The following article is a guest post by Ed Bolen, senior policy analyst at the Center on Budget and Policy Priorities.
The Great Recession meant lost jobs, shrinking incomes, and uncertainty for millions of Americans. While struggling families faced tough decisions like how to pay the rent or cover other basic expenses like buying school supplies for their kids, one thing many of them didn’t have to worry about was keeping food on the table each day.
Thanks to the Supplemental Nutrition Assistance Program (SNAP, commonly known as food stamps), millions of struggling Americans got enough to eat during the deep recession.
As the economy has begun to recover and more Americans have found work, the number of SNAP recipients has fallen. This is good news, but in many areas of the country, jobs remain scarce and barriers to employment remain high. That’s why it is so concerning that this year more than half a million of some of the most vulnerable Americans will lose this critical tool to help them get enough to eat each day.
This year, 23 states around the country are reinstating a strict time limit on how long unemployed individuals between ages 18 and 49, who are not disabled and not caring for children, can receive SNAP.
Created under the 1996 welfare law, the time limit requires childless, able-bodied SNAP recipients to be working or in a work training program for at least 20 hours a week in order to receive SNAP for more than three months in any three years.
Sadly, many of those affected live in places overlooked by the economic recovery. They face a job market where good paying, full-time jobs are hard to find. And very few states offer SNAP recipients the chance to participate in a work training program for 20 hours a week. That means that these individuals will lose food assistance no matter how hard they are looking for work.
The Americans who will be hit hardest by this strict time limit are some of the poorest people in our country. They represent a diverse group of men and women, including veterans and the homeless. They have very low incomes and many cycle in and out of work, often in low-paying jobs that leave them in poverty.

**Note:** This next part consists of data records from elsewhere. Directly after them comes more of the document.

use glam::Vec3;

use super::interp::InterpTo;
use crate::config::{BlendSpeeds, Warmup};
use crate::frame::EvalContext;

/// Below this master blend input the solver is treated as switched off.
pub const MIN_MASTER_ALPHA: f32 = 0.01;
/// Frames after (re)initialization during which the solver stays at rest.
pub const BOOTSTRAP_FRAMES: u32 = 10;
const FRAME_COUNTER_CAP: u32 = 20;
const SNAP_ALPHA: f32 = 0.001;

#[derive(Debug, Clone, Copy, PartialEq, Eq)]
pub enum WarmupState {
    /// Nothing accumulated yet; output equals the base pose.
    Dormant,
    /// Easing in as the owner travels.
    WarmingUp,
    /// Fully blended into the solved pose.
    Active,
    /// Decaying back toward the base pose.
    Resetting,
}

/// Per-frame inputs to [`WarmupBlender::update`].
#[derive(Debug, Clone, Copy)]
pub struct WarmupInput {
    pub dt: f32,
    pub owner_position: Vec3,
    pub master_alpha: f32,
    pub reset_requested: bool,
    pub context: EvalContext,
}

/// Eases the chain in from the base pose once the owner has travelled far
/// enough, and back out on reset.
#[derive(Debug, Clone)]
pub struct WarmupBlender {
    mode: Warmup,
    reset_on_speed: f32,
    reset_off_speed: f32,
    alpha: f32,
    /// Blend between the base pose (0) and the solver (1), independent of the
    /// warm-up mode. Falls while gated and rises again once the gate opens.
    reset_alpha: f32,
    resetting: bool,
    gated: bool,
    frames_since_init: u32,
    travel: f32,
    previous_owner: Option<Vec3>,
}

impl WarmupBlender {
    pub fn new(mode: Warmup, speeds: &BlendSpeeds) -> Self {
        Self {
            mode,
            reset_on_speed: speeds.reset_on,
            reset_off_speed: speeds.reset_off,
            alpha: 0.0,
            reset_alpha: 0.0,
            resetting: false,
            gated: true,
            frames_since_init: 0,
            travel: 0.0,
            previous_owner: None,
        }
    }

    pub fn alpha(&self) -> f32 {
        self.alpha
    }

    pub fn reset_alpha(&self) -> f32 {
        self.reset_alpha
    }

    pub fn accumulated_travel(&self) -> f32 {
        self.travel
    }

    pub fn frames_since_init(&self) -> u32 {
        self.frames_since_init
    }

    pub fn is_resetting(&self) -> bool {
        self.resetting
    }

    /// True while a reset, a near-zero master alpha or the bootstrap window holds
    /// the chain at its base pose.
    pub fn is_gated(&self) -> bool {
        self.gated
    }

    pub fn is_bootstrapping(&self) -> bool {
        self.frames_since_init < BOOTSTRAP_FRAMES
    }

    pub fn state(&self) -> WarmupState {
        if self.resetting {
            WarmupState::Resetting
        } else if self.alpha <= 0.0 {
            WarmupState::Dormant
        } else if self.alpha < 1.0 {
            WarmupState::WarmingUp
        } else {
            WarmupState::Active
        }
    }

    /// Restarts the bootstrap window, e.g. after the skeleton was rebound.
    pub fn reinitialize(&mut self) {
        self.frames_since_init = 0;
        self.previous_owner = None;
    }

    pub fn update(&mut self, input: &WarmupInput) -> WarmupState {
        let before = self.state();

        self.gated = input.reset_requested
            || input.master_alpha < MIN_MASTER_ALPHA
            || self.is_bootstrapping();
        if self.gated {
            self.resetting = true;
            self.reset_alpha = self.reset_alpha.interp_to(0.0, input.dt, self.reset_on_speed);
        } else {
            self.reset_alpha = self.reset_alpha.interp_to(1.0, input.dt, self.reset_off_speed);
        }

        let moved = self
            .previous_owner
            .map(|previous| previous.distance(input.owner_position))
            .unwrap_or(0.0);
        self.previous_owner = Some(input.owner_position);

        if self.resetting {
            self.travel = self.travel.interp_to(0.0, input.dt, self.reset_on_speed);
            self.alpha = self.alpha.interp_to(0.0, input.dt, self.reset_on_speed);
            if !self.gated && self.travel <= 0.0 && self.alpha <= 0.0 {
                self.resetting = false;
            }
        } else {
            self.travel += moved;
            self.alpha = match self.mode {
                Warmup::Distance { threshold } if threshold > 0.0 => {
                    self.alpha.max(self.travel / threshold).min(1.0)
                }
                _ => 1.0,
            };
        }

        if input.context == EvalContext::Preview && !input.reset_requested {
            self.alpha = 1.0;
        }

        self.frames_since_init = (self.frames_since_init + 1).min(FRAME_COUNTER_CAP);

        let after = self.state();
        if after != before {
            log::debug!("warm-up {:?} -> {:?} (alpha {:.3})", before, after, self.alpha);
        }
        after
    }

    /// Blend weight between base pose (0) and solved pose (1). The reset blend
    /// applies in every mode, so a reset always eases back to the base pose.
    pub fn weight(&self, master_alpha: f32) -> f32 {
        let master = master_alpha.clamp(0.0, 1.0);
        match self.mode {
            Warmup::Disabled => self.reset_alpha * master,
            Warmup::Distance { .. } => self.reset_alpha * self.alpha * master,
        }
    }

    /// Smoothing speed for this frame: the reset rate while resetting, otherwise a
    /// rate that ramps from the reset-off speed to the general speed over the
    /// upper half of the warm-up.
    pub fn smoothing_speed(&self, speeds: &BlendSpeeds) -> f32 {
        if self.resetting || self.is_bootstrapping() {
            return speeds.reset_on;
        }
        let t = ((self.alpha - 0.5) / 0.5).clamp(0.0, 1.0);
        speeds.reset_off + (speeds.interpolation - speeds.reset_off) * t
    }

    /// Whether the smoothed pose should jump straight to the solved pose.
    pub fn should_snap(&self) -> bool {
        self.is_bootstrapping() || self.alpha <= SNAP_ALPHA
    }
}
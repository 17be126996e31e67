//! Link records and the per-frame chain model.

mod link;
mod model;
mod skeleton;

pub use link::{GroundContact, Link};
pub use model::ChainModel;
pub use skeleton::{resolve_links, LinkId, NamedSkeleton, Skeleton};
//! # chain-follow-ik
//!
//! Procedural follow-the-leader animation for creature spines and tails.
//!
//! A chain of rigid links is refreshed from the animated base pose every tick and
//! steered toward an effector, either by replaying the effector's recorded path
//! (strict mode, for dragons and centipedes) or by letting every link look at its
//! neighbour (unstrict mode). A separate ground-adaptive solver rests tails on
//! the surface under them using throttled traces. Results are eased in by a
//! warm-up state machine and smoothed before they go back to the host.
//!
//! ## Features
//! - Strict and unstrict chain solvers with rigid segment lengths
//! - Ground-adaptive tail driven by any [`SurfaceQuery`]
//! - Warm-up/reset blending and NaN-safe output smoothing
//! - Pass-through on configuration errors, never a partial pose
//!
//! ## Example
//! ```rust
//! use chain_follow_ik::{ChainFollowConfig, ChainFollowSolver, Effector, FrameInput, LinkId, Transform};
//! use glam::Vec3;
//!
//! let base_pose: Vec<Transform> = (0..4)
//!     .map(|i| Transform::from_position(Vec3::X * 10.0 * i as f32))
//!     .collect();
//! let mut solver = ChainFollowSolver::new(
//!     ChainFollowConfig::unstrict(),
//!     (0..4).map(LinkId).collect(),
//! );
//!
//! let target = Effector::world(Transform::from_position(Vec3::new(40.0, 0.0, 5.0)));
//! let frame = FrameInput::new(1.0 / 60.0, Transform::IDENTITY, &base_pose, target);
//! let bones = solver.evaluate(&frame).expect("valid chain");
//! assert_eq!(bones.len(), 4);
//! ```

pub mod chain;
pub mod collision;
pub mod config;
pub mod dynamics;
pub mod error;
pub mod frame;
pub mod math;
pub mod node;
pub mod output;
pub mod solver;

pub use chain::{resolve_links, ChainModel, Link, LinkId, NamedSkeleton, Skeleton};
pub use collision::{
    AabbObstacle, Obstacle, ObstacleWorld, QueryError, Ray, RayHit, SphereObstacle, SurfaceQuery,
    TraceResult, TraceShape,
};
pub use config::{
    BlendSpeeds, ChainFollowConfig, EffectorCalibration, HeightMode, Normalization, PoseMode,
    RootMode, Smoothing, SolveMode, StabilityAnchor, TailConfig, TraceThrottle, Warmup,
};
pub use dynamics::{InterpTo, OutputSmoother, WarmupBlender, WarmupState};
pub use error::ChainError;
pub use frame::{Effector, EvalContext, FrameInput, TailFrame, TargetSpace};
pub use math::{ResponseCurve, Transform};
pub use node::{ChainFollowSolver, TailSolver};
pub use output::{pack, write_back, BoneTransform, PackedBoneTransform};
//! Surface queries for the ground-adaptive tail.

mod obstacle;
mod query;
mod raycast;
mod world;

pub use obstacle::{AabbObstacle, Obstacle, SphereObstacle};
pub use query::{QueryError, SurfaceQuery, TraceResult, TraceSchedule, TraceShape};
pub use raycast::{Ray, RayHit};
pub use world::ObstacleWorld;
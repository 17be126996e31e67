//! Headless run of a serpent body: a strict spine chases a weaving effector and
//! a tail drags over a bumpy floor. Run with `RUST_LOG=debug` to see warm-up
//! transitions and path bootstraps.

use chain_follow_ik::{
    pack, write_back, ChainFollowConfig, ChainFollowSolver, Effector, FrameInput, HeightMode, NamedSkeleton,
    ObstacleWorld, StabilityAnchor, TailConfig, TailFrame, TailSolver, TraceShape, TraceThrottle,
    Transform, Warmup,
};
use glam::{Quat, Vec3};

const SPINE: usize = 8;
const TAIL: usize = 5;
const SEGMENT: f32 = 25.0;
const DT: f32 = 1.0 / 60.0;
const FRAMES: usize = 600;

fn bone_names() -> Vec<String> {
    (0..SPINE)
        .map(|i| format!("spine_{i:02}"))
        .chain((0..TAIL).map(|i| format!("tail_{i:02}")))
        .collect()
}

/// Bind pose in component space: the tail trails behind the pelvis (spine_00),
/// the spine runs forward from it.
fn bind_pose() -> Vec<Transform> {
    let spine = (0..SPINE).map(|i| Transform::from_position(Vec3::X * SEGMENT * i as f32));
    let tail = (1..=TAIL).map(|i| Transform::from_position(Vec3::new(-SEGMENT * i as f32, 0.0, 0.0)));
    spine.chain(tail).collect()
}

fn floor() -> ObstacleWorld {
    let mut world = ObstacleWorld::new();
    world.add_aabb(Vec3::new(-1.0e5, -50.0, -1.0e5), Vec3::new(1.0e5, 0.0, 1.0e5));
    for i in 0..12 {
        let x = -400.0 + 150.0 * i as f32;
        world.add_box(Vec3::new(x, 5.0, (i as f32 * 0.7).sin() * 60.0), Vec3::new(30.0, 15.0, 30.0));
    }
    world.add_sphere(Vec3::new(600.0, -20.0, 0.0), 60.0);
    world
}

fn main() {
    env_logger::Builder::from_env(env_logger::Env::default().default_filter_or("info")).init();

    let names = bone_names();
    let skeleton = NamedSkeleton::new(names.iter().map(String::as_str));
    let spine_names = &names[..SPINE];
    // Tail chain starts at the pelvis so it stays attached to the body.
    let tail_names: Vec<&str> = std::iter::once(names[0].as_str())
        .chain(names[SPINE..].iter().map(String::as_str))
        .collect();

    let spine_config = ChainFollowConfig::strict()
        .with_height(HeightMode::GroundLimited)
        .with_warmup(Warmup::Distance { threshold: 300.0 })
        .with_precision(2.0)
        .with_stability(StabilityAnchor {
            core_index: 0,
            calibration: 0.0,
        });
    let mut spine = ChainFollowSolver::from_bone_names(spine_config, &skeleton, spine_names);

    let tail_config = TailConfig::default()
        .with_float_height(12.0)
        .with_trace_heights(120.0, 80.0)
        .with_shape(TraceShape::Sphere { radius: 4.0 })
        .with_pinned_root(true)
        .with_throttle(TraceThrottle::default().with_max_camera_distance(5000.0));
    let mut tail = TailSolver::from_bone_names(tail_config, &skeleton, &tail_names);

    let world = floor();
    let bind = bind_pose();
    let mut pose = bind.clone();
    let camera = Vec3::new(0.0, 400.0, -600.0);

    for frame in 0..FRAMES {
        let t = frame as f32 * DT;
        let heading = Quat::from_rotation_y((t * 0.8).sin() * 0.6);
        let owner = Transform::from_position_rotation(Vec3::new(t * 120.0, 40.0, (t * 1.3).sin() * 80.0), heading);
        let velocity = Vec3::new(120.0, 0.0, (t * 1.3).cos() * 104.0);

        pose.copy_from_slice(&bind);

        let lead = Vec3::X * SEGMENT * (SPINE - 1) as f32 + Vec3::Z * (t * 3.0).sin() * 30.0;
        let effector = Effector::component(Transform::from_position(lead));
        let spine_frame = FrameInput::new(DT, owner, &bind, effector).with_velocity(velocity);
        match spine.evaluate(&spine_frame) {
            Ok(bones) => write_back(bones, &mut pose),
            Err(err) => log::error!("spine skipped: {err}"),
        }

        let tail_frame = TailFrame::new(DT, owner, &pose).with_camera(camera);
        let packed = match tail.evaluate(&tail_frame, &world) {
            Ok(bones) => {
                let bones = bones.to_vec();
                write_back(&bones, &mut pose);
                pack(&bones)
            }
            Err(err) => {
                log::error!("tail skipped: {err}");
                Vec::new()
            }
        };

        if frame % 60 == 0 {
            let head = pose[SPINE - 1].then(&owner).position;
            let tail_tip = pose[SPINE + TAIL - 1].then(&owner).position;
            log::info!(
                "t={t:5.2}s warm-up {:?} alpha {:.2} | head {head:.1} | tail tip {tail_tip:.1} | {} tail bytes",
                spine.warmup_state(),
                spine.warmup().alpha(),
                bytemuck::cast_slice::<_, u8>(packed.as_slice()).len(),
            );
        }
    }

    log::info!(
        "done: path holds {} samples over {:.1} units",
        spine.recorded_path().len(),
        spine.recorded_path().arc_length()
    );
}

For many, SNAP is the only assistance for which they qualify.
Cutting off food assistance to poor unemployed or underemployed people doesn’t help them to find employment or secure more work hours; it will only increase hunger and hardship.
States can choose to not implement this harsh time limit on food assistance in areas that still face high unemployment and lack of opportunity. If states aren’t already doing so, they should act now to protect these struggling Americans. States implementing the time limit can also take steps to ensure that no one inadvertently loses benefits, such as making sure that workers are trained to properly identify those who are exempt from this limit and designing job training programs that help individuals retain eligibility.
Ultimately, Congress should eliminate or revise this harsh rule. SNAP is often the last line of assistance for these individuals. It means the difference between eating and going hungry.